KQED: Science on the SPOT: The Science of Fog

Fog levels are declining along the California coast as climate warms. The change in fog may have big ecological changes for the state. Learn more at: http://science.kqed.org/quest/video/science-on-the-spot-science-of-fog/.

Precipitation

Precipitation (Figure below) is an extremely important part of weather. Some precipitation forms in place .

(a) Dew forms when moist air cools below its dew point on a cold surface, such as a flower. (b) Frost is dew that forms when the air temperature is below freezing; hoar frost.

The most common precipitation comes from clouds. Rain or snow droplets grow as they ride air currents in a cloud and collect other droplets (Figure below). They fall when they become heavy enough to escape from the rising air currents that hold them up in the cloud. One million cloud droplets will combine to make only one rain drop ! If temperatures are cold, the droplet will hit the ground as a snowflake.

(a) Rain falls from clouds when the temperature is fairly warm. (b) Snow storm in Boston, Massachusetts.

Other less common types of precipitation are sleet (Figure below).

(a) Sleet is rain that becomes ice as it hits a layer of freezing air near the ground. (b) If a frigid raindrop freezes on the frigid ground, it forms glaze. (c) Hail forms in cumulonimbus clouds with strong updrafts. An ice particle travels until it finally becomes too heavy and it drops. This large hail stone is about 6 cm (2.5 inches) in diameter.

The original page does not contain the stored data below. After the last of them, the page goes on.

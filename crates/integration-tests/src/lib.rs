//! Scenario tests for the Music Shop storefront.
//!
//! Most tests in `tests/` drive the storefront services end to end against
//! the in-memory store, which follows the same rules as the `PostgreSQL`
//! store (one active cart per identity, version checks, atomic restock).
//!
//! `tests/postgres_store.rs` runs the same rules against `PgStore`. Each of
//! those tests gets a fresh database with the migrations applied, so they
//! need a running `PostgreSQL` server named by `DATABASE_URL`:
//!
//! ```bash
//! cargo test -p musicshop-integration-tests
//!
//! # Including the database-backed tests
//! DATABASE_URL=postgres://localhost/musicshop \
//!     cargo test -p musicshop-integration-tests -- --include-ignored
//! ```
//!
//! This module holds the shared fixtures.

use chrono::NaiveDate;

use musicshop_core::{Album, BuyingType, CheckoutDetails, User};
use musicshop_storefront::db::{CatalogSeed, CatalogStore, CustomerStore, MemoryStore, PgStore};
use sqlx::PgPool;
use musicshop_storefront::services::{AuthService, CatalogService, Registration};

/// The demo catalog shipped in `data/catalog.yaml`.
pub const CATALOG_YAML: &str = include_str!("../../../data/catalog.yaml");

/// Parse the demo catalog.
///
/// # Panics
///
/// Panics if the shipped file does not parse.
#[must_use]
pub fn demo_catalog() -> CatalogSeed {
    serde_yaml::from_str(CATALOG_YAML).expect("data/catalog.yaml parses")
}

/// Import the demo catalog into `store`.
///
/// # Panics
///
/// Panics if the import fails.
pub async fn seed<S: CatalogStore>(store: &S) {
    CatalogService::new(store)
        .import(&demo_catalog())
        .await
        .expect("demo catalog imports");
}

/// A store with the demo catalog imported.
pub async fn seeded_store() -> MemoryStore {
    let store = MemoryStore::new();
    seed(&store).await;
    store
}

/// A `PostgreSQL` store over `pool` with the demo catalog imported.
pub async fn seeded_pg_store(pool: PgPool) -> PgStore {
    let store = PgStore::new(pool);
    seed(&store).await;
    store
}

/// Look up a demo album by slugs.
///
/// # Panics
///
/// Panics if the album is missing.
pub async fn album<S: CatalogStore>(store: &S, artist_slug: &str, album_slug: &str) -> Album {
    store
        .album_by_slug(artist_slug, album_slug)
        .await
        .expect("store readable")
        .expect("album exists")
}

/// Register an account with a valid password.
///
/// # Panics
///
/// Panics if registration fails.
pub async fn register<S: CustomerStore>(store: &S, email: &str) -> User {
    let (user, _) = AuthService::new(store)
        .register(Registration {
            email: email.to_string(),
            password: "listen-to-the-records".to_string(),
            first_name: "Test".to_string(),
            last_name: "Listener".to_string(),
            phone: "+7 900 000 00 00".to_string(),
            address: "Nevsky 28".to_string(),
        })
        .await
        .expect("registration succeeds");
    user
}

/// Valid self-pickup checkout details.
#[must_use]
pub fn pickup_details() -> CheckoutDetails {
    CheckoutDetails {
        first_name: "Test".to_string(),
        last_name: "Listener".to_string(),
        phone: "+7 900 000 00 00".to_string(),
        address: String::new(),
        buying_type: BuyingType::SelfPickup,
        comment: "Call before".to_string(),
        order_date: NaiveDate::from_ymd_opt(2026, 10, 20).expect("valid date"),
    }
}
//! Catalog import format.
//!
//! The CLI reads a YAML document into [`CatalogSeed`] and hands it to
//! [`CatalogStore::import_catalog`](super::CatalogStore::import_catalog).
//! Records refer to each other by slug (media types by name), so the file
//! can be written by hand:
//!
//! ```yaml
//! genres:
//!   - { name: Post-punk, slug: post-punk }
//! media_types:
//!   - name: Vinyl
//! members:
//!   - { name: Viktor Tsoi, slug: viktor-tsoi }
//! artists:
//!   - { name: Kino, slug: kino, genre: post-punk, members: [viktor-tsoi] }
//! albums:
//!   - artist: kino
//!     name: Gruppa krovi
//!     slug: gruppa-krovi
//!     media_type: Vinyl
//!     release_date: 1988-01-04
//!     price: "29.99"
//!     stock: 5
//!     tracks: [Gruppa krovi, Zakrytaya dver]
//! ```

use std::collections::HashSet;

use chrono::NaiveDate;
use rust_decimal::Decimal;
use serde::Deserialize;

/// A whole catalog document.
#[derive(Debug, Clone, Default, Deserialize)]
#[serde(default)]
pub struct CatalogSeed {
    pub genres: Vec<GenreSeed>,
    pub media_types: Vec<MediaTypeSeed>,
    pub members: Vec<MemberSeed>,
    pub artists: Vec<ArtistSeed>,
    pub albums: Vec<AlbumSeed>,
}

#[derive(Debug, Clone, Deserialize)]
pub struct GenreSeed {
    pub name: String,
    pub slug: String,
}

#[derive(Debug, Clone, Deserialize)]
pub struct MediaTypeSeed {
    pub name: String,
}

#[derive(Debug, Clone, Deserialize)]
pub struct MemberSeed {
    pub name: String,
    pub slug: String,
}

#[derive(Debug, Clone, Deserialize)]
pub struct ArtistSeed {
    pub name: String,
    pub slug: String,
    /// Genre slug.
    pub genre: String,
    /// Member slugs.
    #[serde(default)]
    pub members: Vec<String>,
}

#[derive(Debug, Clone, Deserialize)]
pub struct AlbumSeed {
    /// Artist slug.
    pub artist: String,
    pub name: String,
    pub slug: String,
    /// Media type name.
    pub media_type: String,
    pub release_date: NaiveDate,
    pub price: Decimal,
    /// Initial stock for new albums. Ignored for albums that already exist.
    #[serde(default = "default_stock")]
    pub stock: i32,
    #[serde(default)]
    pub description: String,
    #[serde(default)]
    pub tracks: Vec<String>,
    #[serde(default)]
    pub offer_of_the_week: bool,
}

const fn default_stock() -> i32 {
    1
}

impl AlbumSeed {
    /// Tracks in the one-per-line storage form.
    #[must_use]
    pub fn song_list(&self) -> String {
        self.tracks.join("\n")
    }
}

/// Counts from one import.
#[derive(Debug, Clone, Copy, Default, PartialEq, Eq)]
pub struct ImportSummary {
    pub genres: usize,
    pub media_types: usize,
    pub members: usize,
    pub artists: usize,
    pub albums_created: usize,
    pub albums_updated: usize,
}

impl CatalogSeed {
    /// Check cross-references and value ranges before touching storage.
    ///
    /// Returns one message per problem; an empty list means the seed is
    /// importable.
    #[must_use]
    pub fn validate(&self) -> Vec<String> {
        let mut errors = Vec::new();

        let genres: HashSet<&str> = self.genres.iter().map(|g| g.slug.as_str()).collect();
        let media: HashSet<&str> = self.media_types.iter().map(|m| m.name.as_str()).collect();
        let members: HashSet<&str> = self.members.iter().map(|m| m.slug.as_str()).collect();
        let artists: HashSet<&str> = self.artists.iter().map(|a| a.slug.as_str()).collect();

        for artist in &self.artists {
            if !genres.contains(artist.genre.as_str()) {
                errors.push(format!(
                    "artist '{}' refers to unknown genre '{}'",
                    artist.slug, artist.genre
                ));
            }
            for member in &artist.members {
                if !members.contains(member.as_str()) {
                    errors.push(format!(
                        "artist '{}' refers to unknown member '{member}'",
                        artist.slug
                    ));
                }
            }
        }

        let mut album_keys = HashSet::new();
        for album in &self.albums {
            if !artists.contains(album.artist.as_str()) {
                errors.push(format!(
                    "album '{}' refers to unknown artist '{}'",
                    album.slug, album.artist
                ));
            }
            if !media.contains(album.media_type.as_str()) {
                errors.push(format!(
                    "album '{}' refers to unknown media type '{}'",
                    album.slug, album.media_type
                ));
            }
            if album.price.is_sign_negative() {
                errors.push(format!("album '{}' has a negative price", album.slug));
            }
            if album.stock < 0 {
                errors.push(format!("album '{}' has negative stock", album.slug));
            }
            if !album_keys.insert((album.artist.as_str(), album.slug.as_str())) {
                errors.push(format!(
                    "album '{}/{}' is listed twice",
                    album.artist, album.slug
                ));
            }
        }

        errors
    }
}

An online guide from the University of Illinois to different types of precipitation is seen here: http://ww2010.atmos.uiuc.edu/%28Gh%29/guides/mtr/cld/prcp/home.rxml.

Lesson Summary

  • Different air temperatures create convection cells.
  • Air rising in a convection cell may cool enough to reach its dew point and form clouds or precipitation if the humidity is high enough.
  • Clouds or fog may form if warmer air meets a colder ground surface. Air temperature and humidity also determine what sorts of clouds and precipitation form.
  • Different factors play a role in creating pleasant or uncomfortable weather, such as when it might be warm and dry or hot and humid.

Review Questions

1. What factors need to be included in a thorough weather report?

2. If Phoenix, Arizona, experiences a cool, wet day in June (when the weather is usually hot and dry), does that mean the region’s climate is changing?

3. What happens when a batch of air reaches its dew point? What is the temperature?

4. What effect do clouds have on weather?

5. You are standing in a location that is clear in the morning, but in the afternoon there are thunderstorms. There is no wind during the day, so the thunderstorms build directly above you. Describe how this happens.

6. What are the four different cloud groups and how are they classified?

7. How does sleet form? How does glaze form?

8. What circumstances must be present for enormous balls of hail to grow and then fall to the ground?

Points to Consider

  • When thinking about the weather, what factors do you consider important?
  • How do air temperature, humidity, and pressure differences create different weather?
  • Think about the types of weather described in this lesson. Imagine types of weather that you have not experienced, look at photos, and ask friends and relatives who’ve lived in other places what their weather is like.